Within the records, which lines hold the string "return"? Report each one by copying it.

### INPUT DATA
>>>>>

fn attr_value(e: &BytesStart<'_>, key: &[u8]) -> Option<String> {
    e.attributes()
        .with_checks(false)
        .flatten()
        .find(|attr| attr.key.local_name().as_ref() == key)
        .and_then(|attr| attr.unescape_value().ok().map(|v| v.into_owned()))
}

/// OOXML on/off properties: `<w:b/>` is on, `<w:b w:val="0"/>` is off.
fn toggle_on(e: &BytesStart<'_>) -> bool {
    !matches!(
        attr_value(e, b"val").as_deref(),
        Some("0" | "false" | "off" | "none")
    )
}

/// Collect `(local name, text)` for every leaf element with non-empty text.
fn simple_elements(xml: &str, part: &str) -> Result<Vec<(String, String)>, DocMdError> {
    let mut reader = Reader::from_str(xml);
    let mut buf = Vec::new();
    let mut current: Option<String> = None;
    let mut out = Vec::new();

    loop {
        match reader.read_event_into(&mut buf) {
            Ok(Event::Start(ref e)) => {
                current = Some(String::from_utf8_lossy(e.local_name().as_ref()).into_owned());
            }
            Ok(Event::Text(ref e)) => {
                if let Some(name) = current.take() {
                    let text = e.unescape().map_err(|err| corrupt(part, err))?;
                    let text = text.trim();
                    if !text.is_empty() {
                        out.push((name, text.to_string()));
                    }
                }
            }
            Ok(Event::End(_)) => current = None,
            Ok(Event::Eof) => break,
            Err(e) => return Err(corrupt(part, e)),
            _ => {}
        }
        buf.clear();
    }
    Ok(out)
}

// ── styles.xml ───────────────────────────────────────────────────────────────

/// Style id → display name.
fn parse_styles(xml: &str) -> Result<HashMap<String, String>, DocMdError> {
    let mut reader = Reader::from_str(xml);
    let mut buf = Vec::new();
    let mut styles = HashMap::new();
    let mut current_id: Option<String> = None;

    loop {
        match reader.read_event_into(&mut buf) {
            Ok(Event::Start(ref e)) | Ok(Event::Empty(ref e)) => match e.local_name().as_ref() {
                b"style" => current_id = attr_value(e, b"styleId"),
                b"name" => {
                    if let (Some(id), Some(name)) = (current_id.as_ref(), attr_value(e, b"val")) {
                        styles.insert(id.clone(), name);
                    }
                }
                _ => {}
            },
            Ok(Event::End(ref e)) if e.local_name().as_ref() == b"style" => current_id = None,
            Ok(Event::Eof) => break,
            Err(e) => return Err(corrupt(STYLES_PART, e)),
            _ => {}
        }
        buf.clear();
    }
    Ok(styles)
}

<<<<<

### EXERCISE OUTPUT
            Err(e) => return Err(corrupt(part, e)),
            Err(e) => return Err(corrupt(STYLES_PART, e)),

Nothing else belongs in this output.